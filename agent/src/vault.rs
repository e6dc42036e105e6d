//! At-rest sealing of model inputs using ChaCha20-Poly1305
//!
//! Token layout: nonce (12 bytes) || ciphertext (plaintext + 16 byte tag).
//! The plaintext is the decimal string form of the value.

use chacha20poly1305::{
    aead::{Aead, KeyInit},
    ChaCha20Poly1305, Key, Nonce,
};
use rand::RngCore;

use crate::error::{AgentError, Result};

pub const KEY_LEN: usize = 32;
const NONCE_LEN: usize = 12;

pub struct InputVault {
    cipher: ChaCha20Poly1305,
}

impl InputVault {
    /// Fresh random key
    pub fn generate_key() -> [u8; KEY_LEN] {
        let mut key = [0u8; KEY_LEN];
        rand::thread_rng().fill_bytes(&mut key);
        key
    }

    pub fn from_key(key: &[u8]) -> Result<Self> {
        if key.len() != KEY_LEN {
            return Err(AgentError::InvalidKey(key.len()));
        }
        let cipher = ChaCha20Poly1305::new_from_slice(key)
            .map_err(|_| AgentError::InvalidKey(key.len()))?;
        Ok(Self { cipher })
    }

    pub fn from_hex(key: &str) -> Result<Self> {
        let bytes = hex::decode(key.trim_start_matches("0x"))
            .map_err(|_| AgentError::InvalidKey(key.len() / 2))?;
        Self::from_key(&bytes)
    }

    /// Vault with a throwaway key, for a single process lifetime
    pub fn ephemeral() -> Self {
        let cipher = ChaCha20Poly1305::new(Key::from_slice(&Self::generate_key()));
        Self { cipher }
    }

    pub fn seal(&self, value: f64) -> Result<Vec<u8>> {
        let mut nonce = [0u8; NONCE_LEN];
        rand::thread_rng().fill_bytes(&mut nonce);

        let ciphertext = self
            .cipher
            .encrypt(Nonce::from_slice(&nonce), value.to_string().as_bytes())
            .map_err(|_| AgentError::InvalidToken)?;

        let mut token = Vec::with_capacity(NONCE_LEN + ciphertext.len());
        token.extend_from_slice(&nonce);
        token.extend_from_slice(&ciphertext);
        Ok(token)
    }

    pub fn open(&self, token: &[u8]) -> Result<f64> {
        if token.len() < NONCE_LEN {
            return Err(AgentError::InvalidToken);
        }
        let (nonce, ciphertext) = token.split_at(NONCE_LEN);

        let plaintext = self
            .cipher
            .decrypt(Nonce::from_slice(nonce), ciphertext)
            .map_err(|_| AgentError::InvalidToken)?;

        std::str::from_utf8(&plaintext)
            .ok()
            .and_then(|s| s.parse().ok())
            .ok_or(AgentError::InvalidToken)
    }
}

#[cfg(test)]
mod tests {
    use super::*;

    #[test]
    fn test_seal_and_open() {
        let vault = InputVault::ephemeral();
        for value in [0.05, -0.25, 0.0, 123456789.987654321] {
            let token = vault.seal(value).unwrap();
            assert_eq!(vault.open(&token).unwrap(), value);
        }
    }

    #[test]
    fn test_same_value_different_tokens() {
        let vault = InputVault::ephemeral();
        assert_ne!(vault.seal(0.123).unwrap(), vault.seal(0.123).unwrap());
    }

    #[test]
    fn test_invalid_key_length() {
        assert!(matches!(InputVault::from_key(b"short"), Err(AgentError::InvalidKey(5))));
        assert!(InputVault::from_key(&[7u8; 32]).is_ok());
        assert!(InputVault::from_hex(&hex::encode([7u8; 32])).is_ok());
    }

    #[test]
    fn test_tampered_or_foreign_token_rejected() {
        let vault = InputVault::from_key(&[1u8; 32]).unwrap();
        let mut token = vault.seal(0.42).unwrap();

        let other = InputVault::from_key(&[2u8; 32]).unwrap();
        assert!(matches!(other.open(&token), Err(AgentError::InvalidToken)));

        let last = token.len() - 1;
        token[last] ^= 0x80;
        assert!(matches!(vault.open(&token), Err(AgentError::InvalidToken)));
        assert!(matches!(vault.open(b"not_a_token"), Err(AgentError::InvalidToken)));
    }
}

■ Task brief ■
Return a word-for-word copy of the lines above from the one holding "if key.len() != KEY_LEN" through the one holding "pub fn ephemeral()", with both of them included and nothing besides.

■ Answer box ■
        if key.len() != KEY_LEN {
            return Err(AgentError::InvalidKey(key.len()));
        }
        let cipher = ChaCha20Poly1305::new_from_slice(key)
            .map_err(|_| AgentError::InvalidKey(key.len()))?;
        Ok(Self { cipher })
    }

    pub fn from_hex(key: &str) -> Result<Self> {
        let bytes = hex::decode(key.trim_start_matches("0x"))
            .map_err(|_| AgentError::InvalidKey(key.len() / 2))?;
        Self::from_key(&bytes)
    }

    /// Vault with a throwaway key, for a single process lifetime
    pub fn ephemeral() -> Self {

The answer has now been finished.